Vietnam is one of the most leveraged countries in Asia when the credit to GDP ratio was more than 130% in 2019. This has put Vietnam's banking industry in a difficult position when the Covid-19 pandemic broke out, leading to an economic recession.
It is forecasted that banks would really experience the negative impacts of the Covid-19 pandemic in the second quarter of this year.
In a recently released report, experts of Viet Dragon Securities Corporation (VDSC) warned of a risk to the banking industry, which is the credit crisis. VDSC said that, historically, financial crises were often accompanied by recession.
There are many causes of financial crises such as mass withdrawals, currency devaluations, speculative bubbles and national defaults, etc. This securities firm said that after two recent financial crises, risks of bank liquidity and currency devaluation have been well controlled when money "floods" in banks' safes and emerging countries have a large reserve of foreign currencies.
In Vietnam, foreign exchange reserves are USD 83 billion, equivalent to 3.7 months of imports. However, VDSC experts emphasized that the credit crisis is still at risk if the economic damage caused by Covid-19 seriously affects the financial health of households and businesses.
This company believed that the epidemic has been changing people's expectations and the economy's self-recovery mechanism is not really effective. World economy, especially economies of developed countries, will hardly be able to avoid the post-pandemic recession. More importantly, the recession can lead to irreparable economic loss due to slow recovery.
The decline in aggregate demand will lead to a negative reaction from the supply, leading to prolonged stagnation. The main feature of this period is associated with the chronic decline of demand while monetary policy becomes less effective due to reaching the zero level.
Vietnam is one of the most leveraged countries in Asia when the credit to GDP ratio is more than 130% in 2019. Since the post-crisis period in 2008, credit growth of Vietnam, especially consumer loans, has increased significantly.
The real estate price bubble has been formed. "Although credit growth has slowed since 2018, we believe that the process of dismantling financial leverage has not been not complete and debt levels are still too high" said VDSC experts.
"We are living in an early stage of economic recession, in which governments, including that of Vietnam, have decided to trade economic growth to stop the pandemic. At this point, let's focus on pandemic and credit crisis!" warned VDSC experts.
According to the General Statistics Office, credit growth in Vietnam's banking system which was partly affected by Covid-19 epidemic recorded a modest rate of 0.68% from the beginning of the year to March 20.

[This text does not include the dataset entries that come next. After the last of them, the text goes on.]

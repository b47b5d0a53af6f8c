//! Integrity audit for unresolved placeholder hashes.
//!
//! Authors may register a file before its sha256 is known by writing a
//! `VERIFY_`-prefixed placeholder. The audit surfaces those; whether a
//! placeholder is a warning or a rejection is the index builder's policy
//! decision, not this module's.

use crate::config::RegistryConfig;
use serde_json::Value;

fn is_placeholder(sha256: &Value) -> bool {
    sha256
        .as_str()
        .is_some_and(|s| s.starts_with(RegistryConfig::PLACEHOLDER_PREFIX))
}

/// Scan a manifest for placeholder hashes. Returns one warning per match.
pub fn placeholder_warnings(manifest: &Value) -> Vec<String> {
    let mut warnings = Vec::new();

    if let Some(variants) = manifest.get("variants").and_then(Value::as_array) {
        for variant in variants {
            if let Some(sha256) = variant.get("sha256").filter(|s| is_placeholder(s)) {
                let id = variant.get("id").and_then(Value::as_str).unwrap_or("?");
                warnings.push(format!(
                    "Variant '{}' has placeholder hash: {}",
                    id,
                    sha256.as_str().unwrap_or_default()
                ));
            }
        }
    }

    if let Some(file) = manifest.get("file").filter(|f| !f.is_null()) {
        if let Some(sha256) = file.get("sha256").filter(|s| is_placeholder(s)) {
            warnings.push(format!(
                "File has placeholder hash: {}",
                sha256.as_str().unwrap_or_default()
            ));
        }
    }

    warnings
}
//! Headless library for the mods.sh model registry.
//!
//! The registry is a corpus of hand-written YAML manifests, one per model
//! artifact, grouped by type under `manifests/`. This crate validates those
//! manifests against the registry schema and aggregates the valid ones into
//! the consolidated `index.json` consumed by downstream tooling, plus the
//! maintenance reports (link liveness, hash verification) that keep the
//! corpus honest.
//!
//! # Example
//!
//! ```rust,ignore
//! use mods_registry::{build_index, write_index, BuildOptions};
//!
//! let report = build_index(std::path::Path::new("."), &BuildOptions::default())?;
//! for diagnostic in &report.diagnostics {
//!     eprintln!("{}", diagnostic);
//! }
//! if let Some(index) = &report.index {
//!     write_index(index, std::path::Path::new("index.json"))?;
//! }
//! ```

pub mod config;
pub mod error;
pub mod index;
pub mod manifest;
pub mod report;

// Re-export commonly used types
pub use config::{NetworkConfig, PathsConfig, RegistryConfig};
pub use error::{RegistryError, Result};
pub use index::{
    build_index, coerce_float_literals, write_index, BuildOptions, BuildReport, Diagnostic, Index,
    Severity,
};
pub use manifest::{
    grouping_type, load_manifest, manifest_stem, placeholder_warnings, validate_manifest,
    Category, ModelType,
};
pub use report::{HashResolver, LinkReport};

This is the lowest level when compared to the period from 2015-2019 (ranging from 1.25% to 2.81%). In a recently updated banking industry report, SSI Securities Company said that credit growth was slow in three state-owned commercial banks including Vietcombank, VietinBank and BIDV, as well as in commercial banks such as MB and ACB. SSI believed this may stem from the fact that these banks are more cautious when making new disbursements to limit credit risk in the future.

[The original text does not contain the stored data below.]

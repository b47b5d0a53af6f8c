//! Schema rules for a single manifest document.
//!
//! `validate_manifest` is a pure function from a document (plus its declared
//! id) to a list of error strings; an empty list means the document is
//! valid. Checks are layered: the presence of `id`/`name`/`type` gates every
//! deeper structural check, but within a layer all errors are collected
//! rather than stopping at the first.

use crate::manifest::types::{Category, ModelType};
use serde_json::Value;
use std::str::FromStr;

/// Required top-level fields every manifest must carry.
const REQUIRED_FIELDS: [&str; 3] = ["id", "name", "type"];

/// Per-variant required fields.
const VARIANT_FIELDS: [&str; 5] = ["id", "file", "url", "sha256", "size"];

/// Single-file record required fields.
const FILE_FIELDS: [&str; 3] = ["url", "sha256", "size"];

fn valid_types() -> String {
    ModelType::ALL
        .iter()
        .map(|t| t.as_str())
        .collect::<Vec<_>>()
        .join(", ")
}

fn valid_categories() -> String {
    Category::ALL
        .iter()
        .map(|c| c.as_str())
        .collect::<Vec<_>>()
        .join(", ")
}

fn is_integer(value: &Value) -> bool {
    value.is_i64() || value.is_u64()
}

/// Validate a single manifest document. Returns the list of errors.
///
/// `declared_id` is the identifier derived from the manifest's storage key
/// (the file stem); the document's `id` field must match it exactly.
pub fn validate_manifest(manifest: &Value, declared_id: &str) -> Vec<String> {
    let mut errors = Vec::new();

    for field in REQUIRED_FIELDS {
        if manifest.get(field).is_none() {
            errors.push(format!("Missing required field: {}", field));
        }
    }

    // Deeper checks assume the required fields exist.
    if !errors.is_empty() {
        return errors;
    }

    let id_value = &manifest["id"];
    if id_value.as_str() != Some(declared_id) {
        // Echo the offending value even when it is not a string.
        let shown = match id_value.as_str() {
            Some(s) => s.to_string(),
            None => id_value.to_string(),
        };
        errors.push(format!(
            "ID '{}' does not match filename '{}'",
            shown, declared_id
        ));
    }

    let type_str = manifest["type"].as_str().unwrap_or_default();
    let model_type = ModelType::from_str(type_str).ok();
    if model_type.is_none() {
        errors.push(format!(
            "Invalid type '{}'. Must be one of: {}",
            type_str,
            valid_types()
        ));
    }

    if let Some(category) = manifest.get("category") {
        let category_str = category.as_str().unwrap_or_default();
        if Category::from_str(category_str).is_err() {
            errors.push(format!(
                "Invalid category '{}'. Must be one of: {}",
                category_str,
                valid_categories()
            ));
        }
    }

    let is_recipe = model_type == Some(ModelType::Recipe);

    let variants = manifest
        .get("variants")
        .and_then(Value::as_array)
        .filter(|v| !v.is_empty());
    let file = manifest.get("file").filter(|f| !f.is_null());

    if is_recipe {
        // Recipes reference other models instead of carrying files.
        match manifest.get("recipe") {
            None => errors.push("Recipe type must have a 'recipe' config section".to_string()),
            Some(recipe) => {
                if recipe.get("base_model").is_none() {
                    errors.push("Recipe 'recipe' section must have 'base_model'".to_string());
                }
            }
        }
    } else if variants.is_none() && file.is_none() {
        errors.push("Must have either 'variants' (non-empty) or 'file'".to_string());
    }

    if let Some(variants) = variants {
        for (i, variant) in variants.iter().enumerate() {
            for field in VARIANT_FIELDS {
                if variant.get(field).is_none() {
                    errors.push(format!("Variant {} missing required field: {}", i, field));
                }
            }
            if let Some(size) = variant.get("size") {
                if !is_integer(size) {
                    errors.push(format!("Variant {} 'size' must be an integer (bytes)", i));
                }
            }
        }
    }

    if let Some(file) = file {
        for field in FILE_FIELDS {
            if file.get(field).is_none() {
                errors.push(format!("File missing required field: {}", field));
            }
        }
        if let Some(size) = file.get("size") {
            if !is_integer(size) {
                errors.push("File 'size' must be an integer (bytes)".to_string());
            }
        }
    }

    // preview_images stays unvalidated: optional until the web UI requires it.

    errors
}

Meanwhile, VPBank, HDBank and TPBank have "broken the pattern" and boomed with a high credit growth rate: about 4.8% as of the end of February 2020 for VPBank and 5% for HDBank while TPBank witnessed a 9% credit growth rate at the end of March 2020. "VPBank and TPBank are particularly active in buying corporate bonds. For HDBank, the relatively high credit growth was due to loan agreements with a number of corporate customers, which had been signed before the end of 2019" said an SSI expert.
SSI believed that business results of most Vietnamese banks would not be greatly affected by the Covid-19 epidemic that has just started to become complicated since the second week of March, except for some banks which decided to proactively set up credit risk provisions in advance to have more reserves in the future.
However, in the second quarter of 2020, SSI expected that interest income, fee income and bad debt collection would decrease when banks meet customers' needs by providing preferential loan interest packages and cut transaction and payment costs.
Regarding consumer credit activities, SSI believed that the impact would take place in 2 phases. In phase 1, the demand for loans from popular and low-income segments remains as customers still need cash to cover living costs.
However, in the second phase when the epidemic is complicated and peaks, in theory, the income of the low-income customer segment will be affected first, and chances are high that they can barely pay the debts.
However, SSI is still quite optimistic on the business results of many banks in 2020. Accordingly, in the worst case when the disease cannot be controlled in 2020, 10 banks including Vietcombank, VietinBank, BIDV, MB, Techcombank, VPBank, ACB, HDBank, TPBank, Lien Viet Post Bank are all expected to record a loss of 5% compared to 2019.